Continuing from the last entry, on the subject of teaching, someone wrote this to me in an email:
Oh, and you could ask them leading questions! Doesn’t matter if you answer them yourself, because you’d have made your kids start to think. Nevermind if students think you’re just answering your own questions. I find questions are good ‘flags’ for what’s important.
This had never occurred to me before. I have been trying to make sure that someone else answers my questions. I fear that if I answer my own questions, and especially if I get in the habbit of doing so, the girls will get lazy knowing that I am going to do it, and they will not engage their own brains. I have the feeling at the moment that I am asking them to do something they are completely unused to: answering questions to which they have not rehersed the correct answer from their notes. It involves thinking. I have told them to answer saying “I’m not sure but I think …”, and I have tried to make sure I appreciate every answer equally since I am happy to get wrong answers. The thing I like best is answers that reveal thought, whether right or wrong.
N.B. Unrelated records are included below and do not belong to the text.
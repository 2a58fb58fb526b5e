// Copyright 2026 Layne Penney
// SPDX-License-Identifier: AGPL-3.0-or-later

//! HTTP request/response transport.
//!
//! Each outbound frame is one POST. The response body is either a single
//! JSON frame or a `text/event-stream` whose `data:` lines carry frames.
//! There is no persistent session, so servers cannot push notifications.

use futures_util::StreamExt;
use reqwest::header::{HeaderMap, HeaderName, HeaderValue, ACCEPT, CONTENT_TYPE};
use tokio_util::sync::CancellationToken;
use tracing::{debug, warn};

use super::error::TransportError;
use super::framing::{is_event_stream_content_type, SseDecoder};
use super::{report_closed, EventSender, TransportEvent, TransportSettings};
use crate::config::ServerConfig;

/// Stateless POST-per-frame transport.
pub struct HttpTransport {
    url: String,
    poster: Poster,
}

impl HttpTransport {
    pub fn open(
        config: &ServerConfig,
        settings: &TransportSettings,
        events: EventSender,
    ) -> Result<Self, TransportError> {
        let url = config
            .url()
            .ok_or_else(|| TransportError::Connect(format!("server '{}' has no url", config.id)))?;
        let client = build_client(settings)?;
        let headers = build_headers(config)?;

        debug!(server = %config.id, url = %url, "HTTP transport ready");
        Ok(Self {
            url: url.to_string(),
            poster: Poster {
                server: config.id.clone(),
                client,
                headers,
                events,
                cancel: CancellationToken::new(),
            },
        })
    }

    /// POST the frame in the background; replies arrive as events.
    pub fn send(&self, frame: Vec<u8>) -> Result<(), TransportError> {
        self.poster.post(self.url.clone(), frame)
    }

    pub fn close(&self) {
        self.poster.cancel.cancel();
    }

    pub fn url(&self) -> &str {
        &self.url
    }
}

/// Shared POST machinery for the HTTP and SSE transports.
#[derive(Clone)]
pub(crate) struct Poster {
    pub server: String,
    pub client: reqwest::Client,
    pub headers: HeaderMap,
    pub events: EventSender,
    pub cancel: CancellationToken,
}

impl Poster {
    /// Spawn one POST. The caller's deadline never cancels the request once
    /// it is on the wire; only `close` does.
    pub fn post(&self, url: String, frame: Vec<u8>) -> Result<(), TransportError> {
        if self.cancel.is_cancelled() {
            return Err(TransportError::Closed("HTTP transport closed".into()));
        }

        let poster = self.clone();
        tokio::spawn(async move {
            let cancel = poster.cancel.clone();
            tokio::select! {
                biased;
                _ = cancel.cancelled() => {}
                result = poster.exchange(&url, frame) => {
                    if let Err(e) = result {
                        warn!(server = %poster.server, url = %url, "POST failed: {}", e);
                        report_closed(&poster.events, &poster.cancel, e).await;
                    }
                }
            }
        });
        Ok(())
    }

    async fn exchange(&self, url: &str, frame: Vec<u8>) -> Result<(), TransportError> {
        let response = self
            .client
            .post(url)
            .headers(self.headers.clone())
            .header(CONTENT_TYPE, "application/json")
            .header(ACCEPT, "application/json, text/event-stream")
            .body(frame)
            .send()
            .await?;

        let status = response.status();
        if !status.is_success() {
            let body = response.text().await.unwrap_or_default();
            return Err(TransportError::Status {
                status: status.as_u16(),
                body: truncate(&body, 200),
            });
        }

        let event_stream = response
            .headers()
            .get(CONTENT_TYPE)
            .and_then(|v| v.to_str().ok())
            .is_some_and(is_event_stream_content_type);

        if event_stream {
            let mut decoder = SseDecoder::new();
            let mut stream = response.bytes_stream();
            while let Some(chunk) = stream.next().await {
                let chunk = chunk?;
                for event in decoder.push(&chunk) {
                    self.forward(event.is_message().then_some(event.data)).await;
                }
            }
            if let Some(event) = decoder.finish() {
                self.forward(event.is_message().then_some(event.data)).await;
            }
        } else {
            // 202/204 acknowledge notifications with an empty body.
            let body = response.bytes().await?;
            if !body.iter().all(u8::is_ascii_whitespace) {
                let _ = self.events.send(TransportEvent::Frame(body.to_vec())).await;
            }
        }
        Ok(())
    }

    async fn forward(&self, data: Option<String>) {
        if let Some(data) = data.filter(|d| !d.trim().is_empty()) {
            let _ = self.events.send(TransportEvent::Frame(data.into_bytes())).await;
        }
    }
}

pub(crate) fn build_client(settings: &TransportSettings) -> Result<reqwest::Client, TransportError> {
    reqwest::Client::builder()
        .connect_timeout(settings.connect_timeout)
        .user_agent(concat!("toolbridge/", env!("CARGO_PKG_VERSION")))
        .build()
        .map_err(|e| TransportError::Connect(e.to_string()))
}

pub(crate) fn build_headers(config: &ServerConfig) -> Result<HeaderMap, TransportError> {
    let mut headers = HeaderMap::new();
    for (key, value) in config.expanded_headers() {
        let name = HeaderName::from_bytes(key.as_bytes())
            .map_err(|e| TransportError::Connect(format!("invalid header name '{}': {}", key, e)))?;
        let value = HeaderValue::from_str(&value)
            .map_err(|e| TransportError::Connect(format!("invalid value for header '{}': {}", key, e)))?;
        headers.insert(name, value);
    }
    Ok(headers)
}

fn truncate(text: &str, max: usize) -> String {
    match text.char_indices().nth(max) {
        Some((idx, _)) => format!("{}...", &text[..idx]),
        None => text.to_string(),
    }
}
So I ask you, reader, do you think its would be helpful for me to answer my own questions? Pleased leave a comment on this entry and let me know what you think.
This morning I used an old teaching trick: ask the same question as a few minutes ago but in a different way. I had asked “What is a GET request” in the context of Javascript and the world-wide web. Nobody answered. I asked if they had done this in earlier lessons — they have all done web design classes at least, where they ought to have mentioned this subject. I was still not sure. I asked if anyone had heard of the GET request and three ladies put up their hands nervously to half-mast as if to say “yes I have done it but I am not prepared to answer an question on it”. So I drew a couple of computers on the boad, and a cloud for the internet. Labled them client and server and asked what the software was called on each of them. Then I described the fact that the browser software on the client sends a request to the server software asking for a particular web page, and the server sends the HTML content of that page back to the browser so it can render it on the screen. I drew arrows accross the cloud for the request and the html response. Then I pointed to the request arrow and asked “What is this called?”, pause, “What is the name we give to the request the browser sends to the server?”. Long pause. So I told them that I had just re-asked a question from earlier in a different way. One of them got it and promptly put up her hand. She smiled when she answered: “the GET request”.
It feels like a psychological game; as if were I to answer my own question they would just sit and stare blankly at me. So far I have been adamant about answers to questions. Each time, after rephrasing a question a couple of times and looking expectaltly at the class, I will pause in silence and watcht them tryint to avoid eye-contact with me. Then I will tell them what I see (that they are trying to avoid my eyes) and state that this is not goging to help and then ask the question again. These sielnt pauses could go on for ages. They simply will not answer. So it becomes a battle of wills. I have taken to calling out names from the register and asking for answers, just as a way of getting things going again, or else we would spend most of the lesson in silence. And I have been doing it to establish the precident that my questions are to be taken seriously and to be answered. I am hoping that in this way they will be more inclined to answer in future. I fear that by answering my own questions I will undermine my own seriousness in future.
But maybe there is something in it. Maybe it would work: make them think, internally, even if they aren’t brave enough to answer voluntarily. Before I try it, as a technique, I want to know what you guys think.